Ini menunjukkan sifat keragu-raguan Rene Descartes, namun dia  mengikuti suatu metodologi, menguji penalaran dan pemikiran untuk mendapatkan kepastian. "Aku ragu-ragu maka aku berpikir, karena aku berpikir, maka aku ada." Inilah makna "Cogito Ergo Sum" yang menjadi sangat terkenal  mengajarkan pemikiran sistimatis.
Mari  bertanya bagi kita yang hidup dan bisa memasuki abad 21 yang lazim dan mudah dikenal dengan zaman-now dan generasi milenial dalam ramainya dunia politik dan kepentingan pencapaian materialistik, bukankah lebih baik kita mengikuti faham "Cogito Ergo Sum" ini ?
Terminologi Cogito berarti aku berpikir, yang memberikan dan  membawa kepastian. Karena cogito jelas dan terpilah-pilah (Claire et distince) maka cogito adalah sebuah kebenaran, dan karenanya kebenaran menjadi sebuah kepastian.
Dengan menemukan kepastian itu, Descartes seakan-akan memberikan kepastian secara metafisik bagi seluruh sistem filsafatnya sebagai lanadasan berpijak dan bergerak lebih lanjut. Dari kepastian ini dibangunlah logika yang sesuai dengan semangat ilmu eksakta.
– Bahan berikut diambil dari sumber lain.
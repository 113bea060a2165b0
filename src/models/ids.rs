//! Strongly-typed ID wrappers for all record types
//!
//! Using newtype wrappers prevents accidentally mixing up IDs from different
//! record types at compile time.

use serde::{Deserialize, Serialize};
use std::fmt;
use std::hash::Hash;
use std::str::FromStr;
use uuid::Uuid;

/// Behaviour shared by every record ID
pub trait RecordId: Copy + Eq + Hash + fmt::Display {
    /// Whether `reference` names this ID: the display form ("prj-1a2b3c4d"),
    /// its hex part alone, or the full UUID
    fn matches(&self, reference: &str) -> bool;
}

/// Macro to generate ID newtype wrappers
macro_rules! define_id {
    ($name:ident, $display_prefix:literal) => {
        #[derive(Debug, Clone, Copy, PartialEq, Eq, Hash, Serialize, Deserialize)]
        #[serde(transparent)]
        pub struct $name(Uuid);

        impl $name {
            /// Create a new random ID
            pub fn new() -> Self {
                Self(Uuid::new_v4())
            }

            pub fn as_uuid(&self) -> &Uuid {
                &self.0
            }
        }

        impl RecordId for $name {
            fn matches(&self, reference: &str) -> bool {
                let reference = reference.trim();
                let full = self.0.to_string();
                reference == self.to_string() || reference == full || reference == &full[..8]
            }
        }

        impl Default for $name {
            fn default() -> Self {
                Self::new()
            }
        }

        impl fmt::Display for $name {
            fn fmt(&self, f: &mut fmt::Formatter<'_>) -> fmt::Result {
                write!(f, "{}{}", $display_prefix, &self.0.to_string()[..8])
            }
        }

        impl From<Uuid> for $name {
            fn from(uuid: Uuid) -> Self {
                Self(uuid)
            }
        }

        impl FromStr for $name {
            type Err = uuid::Error;

            fn from_str(s: &str) -> Result<Self, Self::Err> {
                let s = s.strip_prefix($display_prefix).unwrap_or(s);
                Ok(Self(Uuid::parse_str(s)?))
            }
        }
    };
}

define_id!(ProjectId, "prj-");
define_id!(CompanyProjectId, "cpj-");
define_id!(FixedExpenseId, "fix-");
define_id!(PersonalExpenseId, "pex-");
define_id!(ExpenseReportId, "bol-");

#[cfg(test)]
mod tests {
    use super::*;

    #[test]
    fn test_id_display() {
        let id = ExpenseReportId::new();
        let display = id.to_string();
        assert!(display.starts_with("bol-"));
        assert_eq!(display.len(), 12);
    }

    #[test]
    fn test_matches_short_and_full_forms() {
        let id = ProjectId::new();
        assert!(id.matches(&id.to_string()));
        assert!(id.matches(&id.as_uuid().to_string()));
        assert!(id.matches(&id.as_uuid().to_string()[..8]));
        assert!(id.matches(&format!(" {} ", id)));
        assert!(!id.matches("prj-00000000"));
        assert!(!id.matches(&id.as_uuid().to_string()[..4]));
    }

    #[test]
    fn test_from_str_accepts_prefixed_uuid() {
        let uuid_str = "550e8400-e29b-41d4-a716-446655440000";
        let id: FixedExpenseId = format!("fix-{}", uuid_str).parse().unwrap();
        assert_eq!(id.as_uuid().to_string(), uuid_str);
    }
}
Menurutnya ilmu pengetahuan haruslah mengikuti jejak ilmu pasti. Ilmu pasti selain dapat dijadikan sebagai contoh bagi cara mengenal atau mengetahui yang sudah maju, juga dapat dipandang sebagai penerapan yang paling jelas mengikuti metode ilmiah.
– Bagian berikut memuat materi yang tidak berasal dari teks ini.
//! Append-only audit log writer
//!
//! Entries are stored one JSON object per line (JSONL) and flushed on every
//! write.

use std::fs::{File, OpenOptions};
use std::io::{BufRead, BufReader, Write};
use std::path::PathBuf;

use crate::error::{AgoraError, AgoraResult};

use super::entry::AuditEntry;

pub struct AuditLogger {
    log_path: PathBuf,
}

impl AuditLogger {
    pub fn new(log_path: PathBuf) -> Self {
        Self { log_path }
    }

    /// Append an entry to the log
    pub fn log(&self, entry: &AuditEntry) -> AgoraResult<()> {
        let mut file = OpenOptions::new()
            .create(true)
            .append(true)
            .open(&self.log_path)
            .map_err(|e| AgoraError::Io(format!("Failed to open audit log: {}", e)))?;

        let json = serde_json::to_string(entry)
            .map_err(|e| AgoraError::Json(format!("Failed to serialize audit entry: {}", e)))?;

        writeln!(file, "{}", json)
            .map_err(|e| AgoraError::Io(format!("Failed to write audit entry: {}", e)))?;

        file.flush()
            .map_err(|e| AgoraError::Io(format!("Failed to flush audit log: {}", e)))
    }

    /// All entries, oldest first
    pub fn read_all(&self) -> AgoraResult<Vec<AuditEntry>> {
        if !self.log_path.exists() {
            return Ok(Vec::new());
        }

        let file = File::open(&self.log_path)
            .map_err(|e| AgoraError::Io(format!("Failed to open audit log: {}", e)))?;

        let mut entries = Vec::new();
        for (line_num, line) in BufReader::new(file).lines().enumerate() {
            let line = line.map_err(|e| {
                AgoraError::Io(format!("Failed to read audit log line {}: {}", line_num + 1, e))
            })?;

            if line.trim().is_empty() {
                continue;
            }

            let entry: AuditEntry = serde_json::from_str(&line).map_err(|e| {
                AgoraError::Json(format!(
                    "Failed to parse audit entry at line {}: {}",
                    line_num + 1,
                    e
                ))
            })?;
            entries.push(entry);
        }

        Ok(entries)
    }

    /// The most recent `count` entries, oldest first
    pub fn read_recent(&self, count: usize) -> AgoraResult<Vec<AuditEntry>> {
        let mut entries = self.read_all()?;
        let start = entries.len().saturating_sub(count);
        Ok(entries.split_off(start))
    }

    pub fn path(&self) -> &PathBuf {
        &self.log_path
    }
}

#[cfg(test)]
mod tests {
    use super::*;
    use crate::audit::entry::{EntityType, Operation};
    use serde_json::json;
    use tempfile::TempDir;

    fn create_test_logger() -> (AuditLogger, TempDir) {
        let temp_dir = TempDir::new().unwrap();
        let logger = AuditLogger::new(temp_dir.path().join("audit.log"));
        (logger, temp_dir)
    }

    fn entry(i: usize) -> AuditEntry {
        AuditEntry::create(
            EntityType::ExpenseReport,
            format!("bol-{:08}", i),
            None,
            &json!({ "index": i }),
        )
    }

    #[test]
    fn test_missing_log_reads_empty() {
        let (logger, _temp) = create_test_logger();
        assert!(logger.read_all().unwrap().is_empty());
    }

    #[test]
    fn test_log_and_read() {
        let (logger, _temp) = create_test_logger();
        logger.log(&entry(1)).unwrap();

        let entries = logger.read_all().unwrap();
        assert_eq!(entries.len(), 1);
        assert_eq!(entries[0].operation, Operation::Create);
        assert_eq!(entries[0].entity_type, EntityType::ExpenseReport);
    }

    #[test]
    fn test_read_recent() {
        let (logger, _temp) = create_test_logger();
        for i in 0..10 {
            logger.log(&entry(i)).unwrap();
        }

        let recent = logger.read_recent(3).unwrap();
        assert_eq!(recent.len(), 3);
        assert_eq!(recent[0].entity_id, "bol-00000007");
        assert_eq!(recent[2].entity_id, "bol-00000009");
    }

    #[test]
    fn test_corrupt_line_is_an_error() {
        let (logger, _temp) = create_test_logger();
        logger.log(&entry(1)).unwrap();
        std::fs::write(logger.path(), "not json\n").unwrap();

        assert!(logger.read_all().is_err());
    }
}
Descartes tidak pernah menerima begitu saja sebagai hal yang benar bila tidak mempunyai dasar pengetahuan yang jelas mengenai kebenarannya.
III. Bersama dengan Descartes, mari mencoba mengeksplorasi secara sederhana dimensi benar dan kebenaran itu baik dari sisi etimologinya maupun sisi estimologinya.
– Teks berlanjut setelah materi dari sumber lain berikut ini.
//! JSON Export functionality
//!
//! Exports the partner balance report with export metadata.

use chrono::{DateTime, Utc};
use serde::Serialize;
use std::io::Write;

use crate::config::settings::Settings;
use crate::error::{AgoraError, AgoraResult};
use crate::reports::PartnerBalanceReport;
use crate::services::BalanceQuery;
use crate::storage::Storage;

/// Current export schema version
pub const EXPORT_SCHEMA_VERSION: &str = "1.0.0";

/// Balance export structure
#[derive(Debug, Clone, Serialize)]
pub struct BalanceExport {
    /// Schema version for compatibility checking
    pub schema_version: String,

    /// Export timestamp
    pub exported_at: DateTime<Utc>,

    /// Application version that created the export
    pub app_version: String,

    pub currency_symbol: String,

    pub report: PartnerBalanceReport,

    pub metadata: ExportMetadata,
}

/// Record counts at export time
#[derive(Debug, Clone, Serialize)]
pub struct ExportMetadata {
    pub project_count: usize,
    pub company_project_count: usize,
    pub fixed_expense_count: usize,
    pub personal_expense_count: usize,
    pub expense_report_count: usize,
}

impl BalanceExport {
    pub fn generate(
        storage: &Storage,
        settings: &Settings,
        query: &BalanceQuery,
    ) -> AgoraResult<Self> {
        let report = PartnerBalanceReport::generate(storage, settings, query)?;

        let metadata = ExportMetadata {
            project_count: storage.projects.count()?,
            company_project_count: storage.company_projects.count()?,
            fixed_expense_count: storage.fixed_expenses.count()?,
            personal_expense_count: storage.personal_expenses.count()?,
            expense_report_count: storage.expense_reports.count()?,
        };

        Ok(Self {
            schema_version: EXPORT_SCHEMA_VERSION.to_string(),
            exported_at: Utc::now(),
            app_version: env!("CARGO_PKG_VERSION").to_string(),
            currency_symbol: settings.currency_symbol.clone(),
            report,
            metadata,
        })
    }
}

/// Export the balance report to pretty-printed JSON
pub fn export_balance_json<W: Write>(
    storage: &Storage,
    settings: &Settings,
    query: &BalanceQuery,
    writer: &mut W,
) -> AgoraResult<()> {
    let export = BalanceExport::generate(storage, settings, query)?;

    serde_json::to_writer_pretty(&mut *writer, &export)
        .map_err(|e| AgoraError::Export(e.to_string()))?;
    writeln!(writer).map_err(|e| AgoraError::Export(e.to_string()))?;

    Ok(())
}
Secara umum dan sederhana, dari aspek estimologi bahasa kata "benar" mempunyai arti:
- Tidak salah, lurus ataupun adil
- Sungguh-sungguh; tidak bohong
- Memang demikian halnya
- Sangat; sekali.
Namun pemahaman benar atu tidak benar sesungguhnya seperti kisah beberapa orang tuna netra yang dipersilahkan mendiskripsikan seekor gajah, dan menyimpulkan apa itu gajah yang sesuai kenyataan yang dirasakannya.
Seorang dituntun memegang taring gajah: gambarannya binatang gajah itu "runcing".
Seorang lain dibawa merasakan telinga gajah, dikatakan oleh orang ini "gajah itu lebar". Â
Seorang lain diantarkan memgang kaki-kaki gajah dan di beritahu itu kaki binatang yang kita ingin tahu pendapat saudara; jawabnya: "binatang ini mustinya binatang yang kuat".
Seorang lain dituntun merasakan perut gajah dari depan kebelakang: "Ini binatang gendut".
Itulah ilustrasi mendeskripsikan susahnya menyatakan "kebenaran". Dengan ilustrasi gajah diatas, pertanyaan mendasarnya adalah gajah itu apa? Siapa yang benar diantara semua orang buta itu? Ketika mereka menyatakan kebenaran sesuai dengan fakta yang dirasakannya, sesungguhnya mereka semua benar dan tidak ada yang salah.